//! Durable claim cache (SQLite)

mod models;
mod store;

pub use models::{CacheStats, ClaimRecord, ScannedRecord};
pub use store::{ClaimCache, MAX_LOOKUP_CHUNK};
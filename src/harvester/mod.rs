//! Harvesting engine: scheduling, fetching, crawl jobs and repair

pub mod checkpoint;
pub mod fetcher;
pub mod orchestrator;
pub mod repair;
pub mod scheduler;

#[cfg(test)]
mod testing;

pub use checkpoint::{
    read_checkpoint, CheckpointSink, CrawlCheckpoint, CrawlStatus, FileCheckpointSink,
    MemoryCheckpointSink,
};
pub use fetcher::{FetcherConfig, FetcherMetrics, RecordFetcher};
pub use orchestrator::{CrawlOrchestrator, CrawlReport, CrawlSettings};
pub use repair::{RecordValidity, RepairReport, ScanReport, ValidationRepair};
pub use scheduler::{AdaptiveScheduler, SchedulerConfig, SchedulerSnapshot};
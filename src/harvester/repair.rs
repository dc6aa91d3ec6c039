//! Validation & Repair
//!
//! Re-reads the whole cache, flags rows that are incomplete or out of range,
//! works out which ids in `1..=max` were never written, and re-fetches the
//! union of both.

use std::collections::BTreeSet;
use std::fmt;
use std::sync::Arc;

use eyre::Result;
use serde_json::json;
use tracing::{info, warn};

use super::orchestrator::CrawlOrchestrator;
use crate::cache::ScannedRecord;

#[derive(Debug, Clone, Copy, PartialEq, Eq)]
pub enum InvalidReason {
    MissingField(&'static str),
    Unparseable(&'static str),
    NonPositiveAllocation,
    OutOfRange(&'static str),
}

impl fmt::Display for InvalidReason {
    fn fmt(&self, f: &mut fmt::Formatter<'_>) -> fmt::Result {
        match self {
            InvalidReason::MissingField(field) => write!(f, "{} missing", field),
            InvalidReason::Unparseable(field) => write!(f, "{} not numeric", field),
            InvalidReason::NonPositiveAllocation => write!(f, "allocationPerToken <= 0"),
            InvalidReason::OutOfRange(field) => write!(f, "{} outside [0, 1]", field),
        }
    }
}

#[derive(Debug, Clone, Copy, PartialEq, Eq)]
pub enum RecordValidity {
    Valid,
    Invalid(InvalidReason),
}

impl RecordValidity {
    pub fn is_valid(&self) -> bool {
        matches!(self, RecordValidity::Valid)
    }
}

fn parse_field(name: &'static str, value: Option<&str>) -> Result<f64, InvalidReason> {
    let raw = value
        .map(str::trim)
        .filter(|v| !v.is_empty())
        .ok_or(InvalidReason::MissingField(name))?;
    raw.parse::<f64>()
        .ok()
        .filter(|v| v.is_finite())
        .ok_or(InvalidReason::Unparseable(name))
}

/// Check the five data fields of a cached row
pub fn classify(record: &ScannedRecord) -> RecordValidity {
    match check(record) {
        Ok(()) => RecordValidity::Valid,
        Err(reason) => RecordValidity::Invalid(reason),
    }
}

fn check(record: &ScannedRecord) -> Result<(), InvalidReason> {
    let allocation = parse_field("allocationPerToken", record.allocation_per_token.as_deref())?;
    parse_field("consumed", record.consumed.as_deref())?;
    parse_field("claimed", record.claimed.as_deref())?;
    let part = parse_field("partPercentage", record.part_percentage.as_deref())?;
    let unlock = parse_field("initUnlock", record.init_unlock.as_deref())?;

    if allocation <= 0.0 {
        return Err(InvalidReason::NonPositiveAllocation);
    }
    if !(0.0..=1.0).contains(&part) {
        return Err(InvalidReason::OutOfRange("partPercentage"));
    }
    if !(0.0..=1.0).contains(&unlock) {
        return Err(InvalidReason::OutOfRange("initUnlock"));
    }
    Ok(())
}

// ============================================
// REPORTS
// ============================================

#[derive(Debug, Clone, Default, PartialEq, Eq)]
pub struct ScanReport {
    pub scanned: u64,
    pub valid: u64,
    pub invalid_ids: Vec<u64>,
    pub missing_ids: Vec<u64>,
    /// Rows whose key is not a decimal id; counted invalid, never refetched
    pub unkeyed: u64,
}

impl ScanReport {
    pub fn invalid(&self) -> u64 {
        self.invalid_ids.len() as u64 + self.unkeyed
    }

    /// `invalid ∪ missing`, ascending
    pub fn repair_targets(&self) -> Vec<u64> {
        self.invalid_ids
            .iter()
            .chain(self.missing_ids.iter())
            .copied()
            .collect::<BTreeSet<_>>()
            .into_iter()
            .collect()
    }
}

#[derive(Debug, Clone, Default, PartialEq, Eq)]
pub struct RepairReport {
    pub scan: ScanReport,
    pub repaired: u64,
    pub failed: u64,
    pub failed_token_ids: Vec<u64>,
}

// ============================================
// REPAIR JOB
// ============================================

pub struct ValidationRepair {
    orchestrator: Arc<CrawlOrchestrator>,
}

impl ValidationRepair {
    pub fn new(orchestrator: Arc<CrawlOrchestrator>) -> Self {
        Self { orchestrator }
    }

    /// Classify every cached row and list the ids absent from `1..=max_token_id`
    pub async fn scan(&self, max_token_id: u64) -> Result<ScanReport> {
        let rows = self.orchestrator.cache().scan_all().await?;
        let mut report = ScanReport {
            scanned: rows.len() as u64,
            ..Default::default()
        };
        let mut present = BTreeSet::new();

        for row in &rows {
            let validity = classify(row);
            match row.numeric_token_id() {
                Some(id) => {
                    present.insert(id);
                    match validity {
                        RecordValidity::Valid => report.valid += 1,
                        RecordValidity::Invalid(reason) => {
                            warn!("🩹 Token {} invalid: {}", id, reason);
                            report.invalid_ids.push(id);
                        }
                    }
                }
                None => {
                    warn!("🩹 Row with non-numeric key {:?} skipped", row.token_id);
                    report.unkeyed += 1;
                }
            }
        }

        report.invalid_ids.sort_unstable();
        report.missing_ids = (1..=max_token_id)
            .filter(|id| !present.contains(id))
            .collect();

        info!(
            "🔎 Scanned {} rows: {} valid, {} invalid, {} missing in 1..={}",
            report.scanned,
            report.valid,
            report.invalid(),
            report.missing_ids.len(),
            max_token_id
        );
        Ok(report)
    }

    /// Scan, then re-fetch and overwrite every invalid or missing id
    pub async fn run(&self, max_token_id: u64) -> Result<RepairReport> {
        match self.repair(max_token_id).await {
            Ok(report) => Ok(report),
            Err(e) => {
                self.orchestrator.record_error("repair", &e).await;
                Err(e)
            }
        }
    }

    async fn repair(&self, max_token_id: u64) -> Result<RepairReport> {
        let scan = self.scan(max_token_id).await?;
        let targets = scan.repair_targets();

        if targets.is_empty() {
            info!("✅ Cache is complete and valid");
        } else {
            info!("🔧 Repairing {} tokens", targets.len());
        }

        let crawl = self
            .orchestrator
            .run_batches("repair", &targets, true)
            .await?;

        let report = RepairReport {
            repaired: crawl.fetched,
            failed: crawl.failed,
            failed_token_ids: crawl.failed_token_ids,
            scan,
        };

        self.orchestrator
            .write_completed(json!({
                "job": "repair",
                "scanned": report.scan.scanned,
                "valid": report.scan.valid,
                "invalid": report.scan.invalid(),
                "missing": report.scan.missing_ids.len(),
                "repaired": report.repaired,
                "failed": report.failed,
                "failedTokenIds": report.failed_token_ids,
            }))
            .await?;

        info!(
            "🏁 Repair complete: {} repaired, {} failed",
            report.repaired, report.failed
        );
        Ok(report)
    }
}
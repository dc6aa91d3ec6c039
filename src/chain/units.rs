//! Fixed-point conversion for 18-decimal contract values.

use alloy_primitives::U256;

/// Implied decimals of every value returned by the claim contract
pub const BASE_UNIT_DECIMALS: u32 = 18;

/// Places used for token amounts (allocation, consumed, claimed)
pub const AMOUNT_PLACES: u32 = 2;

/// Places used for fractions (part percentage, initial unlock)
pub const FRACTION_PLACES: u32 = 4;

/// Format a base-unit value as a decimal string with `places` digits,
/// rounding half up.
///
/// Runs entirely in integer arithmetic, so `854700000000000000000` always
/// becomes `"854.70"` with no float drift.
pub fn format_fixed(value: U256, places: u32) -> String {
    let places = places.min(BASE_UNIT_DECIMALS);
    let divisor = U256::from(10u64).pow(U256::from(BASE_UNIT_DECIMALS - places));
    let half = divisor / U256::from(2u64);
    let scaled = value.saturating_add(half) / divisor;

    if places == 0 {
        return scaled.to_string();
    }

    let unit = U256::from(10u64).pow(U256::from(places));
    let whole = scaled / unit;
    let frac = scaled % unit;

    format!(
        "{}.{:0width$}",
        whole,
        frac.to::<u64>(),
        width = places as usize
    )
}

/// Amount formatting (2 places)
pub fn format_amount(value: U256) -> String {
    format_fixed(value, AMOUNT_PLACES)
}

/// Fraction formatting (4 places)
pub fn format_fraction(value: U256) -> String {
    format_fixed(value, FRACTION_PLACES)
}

▶ **What you will do**
Your answer should be exactly the lines of the data above, from the first through the line containing "Re-reads the whole".

▶ **Output of the exercise**
//! Durable claim cache (SQLite)

mod models;
mod store;

pub use models::{CacheStats, ClaimRecord, ScannedRecord};
pub use store::{ClaimCache, MAX_LOOKUP_CHUNK};
filename src/harvester/mod.rs
//! Harvesting engine: scheduling, fetching, crawl jobs and repair

pub mod checkpoint;
pub mod fetcher;
pub mod orchestrator;
pub mod repair;
pub mod scheduler;

#[cfg(test)]
mod testing;

pub use checkpoint::{
    read_checkpoint, CheckpointSink, CrawlCheckpoint, CrawlStatus, FileCheckpointSink,
    MemoryCheckpointSink,
};
pub use fetcher::{FetcherConfig, FetcherMetrics, RecordFetcher};
pub use orchestrator::{CrawlOrchestrator, CrawlReport, CrawlSettings};
pub use repair::{RecordValidity, RepairReport, ScanReport, ValidationRepair};
pub use scheduler::{AdaptiveScheduler, SchedulerConfig, SchedulerSnapshot};
filename src/harvester/repair.rs
repository dc6aa91d3ec6c039
//! Validation & Repair
//!
//! Re-reads the whole cache, flags rows that are incomplete or out of range,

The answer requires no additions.